Cardiac disease after mediastinal irradiation for seminoma.
Klíčová slova
Abstraktní
One hundred twenty-four patients with seminoma (119 primary testis, five primary extragonadal) were treated between 1968 and 1984 at the Joint Center for Radiation Therapy. Fifty-seven of the 124 patients were treated with irradiation to the mediastinum as well as to an infradiaphragmatic field. One patient received supradiaphragmatic radiotherapy only. The remaining patients had radiation treatment limited to the infradiaphragmatic field only. Median dose to the mediastinum among the 58 patients was 2400 cGy. Four patients developed heart disease (one fatal myocardial infarction, one uncomplicated myocardial infarction, one constrictive pericarditis resulting in permanent total body anasarca, and one patient requiring aortic valve replacement and coronary artery bypass grafting for atherosclerotic disease) and two died suddenly. The two sudden deaths were thought to be cardiac in origin by the patient's primary physicians.
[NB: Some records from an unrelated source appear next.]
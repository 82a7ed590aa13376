//! Presence change routing.
//!
//! The platform reports a participant moving between resources as one
//! change with an optional old and new resource. The router splits it into
//! a leave for the old resource and a join for the new one and hands both
//! to the [`Tracker`], which ignores resources nobody is tracking.

use chrono::{DateTime, Utc};
use tokio::sync::mpsc;

use crate::registry::TransitionOutcome;
use crate::tracker::Tracker;
use crate::types::{ParticipantId, ResourceId, ResourceKey, ScopeId};

/// A participant's presence moved, as reported by the platform.
#[derive(Debug, Clone, PartialEq, Eq)]
pub struct PresenceChange {
    pub participant: ParticipantId,
    pub scope: ScopeId,
    pub old_resource: Option<ResourceId>,
    pub new_resource: Option<ResourceId>,
    /// Display name carried by the notification, if any.
    pub display_name: Option<String>,
    /// When the platform observed the change.
    pub at: DateTime<Utc>,
}

/// One join or leave derived from a [`PresenceChange`].
#[derive(Debug, Clone, PartialEq, Eq)]
pub struct Transition {
    pub key: ResourceKey,
    pub joined: bool,
}

impl PresenceChange {
    /// Splits the change into a leave (old resource) followed by a join
    /// (new resource). Staying in the same resource yields nothing.
    pub fn transitions(&self) -> Vec<Transition> {
        if self.old_resource == self.new_resource {
            return Vec::new();
        }
        let leave = self.old_resource.as_ref().map(|resource| Transition {
            key: ResourceKey::new(self.scope.clone(), resource.clone()),
            joined: false,
        });
        let join = self.new_resource.as_ref().map(|resource| Transition {
            key: ResourceKey::new(self.scope.clone(), resource.clone()),
            joined: true,
        });
        leave.into_iter().chain(join).collect()
    }
}

/// Applies a presence change to the tracker.
///
/// Returns how many transitions landed in a tracked resource.
pub fn route(tracker: &Tracker, change: &PresenceChange) -> usize {
    change
        .transitions()
        .into_iter()
        .map(|transition| {
            tracker.record(
                &transition.key,
                &change.participant,
                change.display_name.clone(),
                transition.joined,
                change.at,
            )
        })
        .filter(|outcome| !matches!(outcome, TransitionOutcome::Untracked))
        .count()
}

/// Drains presence changes from the platform into the tracker.
pub struct PresenceRouter {
    tracker: Tracker,
    rx: mpsc::UnboundedReceiver<PresenceChange>,
}

impl PresenceRouter {
    /// Creates a router and the sender the presence source publishes to.
    ///
    /// The channel is unbounded so a slow tracker never blocks the source.
    pub fn channel(tracker: Tracker) -> (mpsc::UnboundedSender<PresenceChange>, Self) {
        let (tx, rx) = mpsc::unbounded_channel();
        (tx, Self { tracker, rx })
    }

    /// Routes changes until every sender is dropped.
    ///
    /// Returns the number of changes processed.
    pub async fn run(mut self) -> usize {
        let mut processed = 0;
        while let Some(change) = self.rx.recv().await {
            let tracked = route(&self.tracker, &change);
            tracing::trace!(participant = %change.participant, tracked, "presence change routed");
            processed += 1;
        }
        processed
    }
}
All six complications occurred in the group that received mediastinal irradiation. No cardiac disease was manifested in the group not treated with mediastinal irradiation. This difference in the incidence of cardiac disease between the two groups is statistically significant (two sided, P = 0.019). Neither group had a statistically significant difference in cardiac disease rate from a normal population (Framingham study), although the ratio of observed to expected cardiac disease was 1.97 in the group receiving mediastinal radiation. Further experience from this and other institutions is necessary to confirm this finding.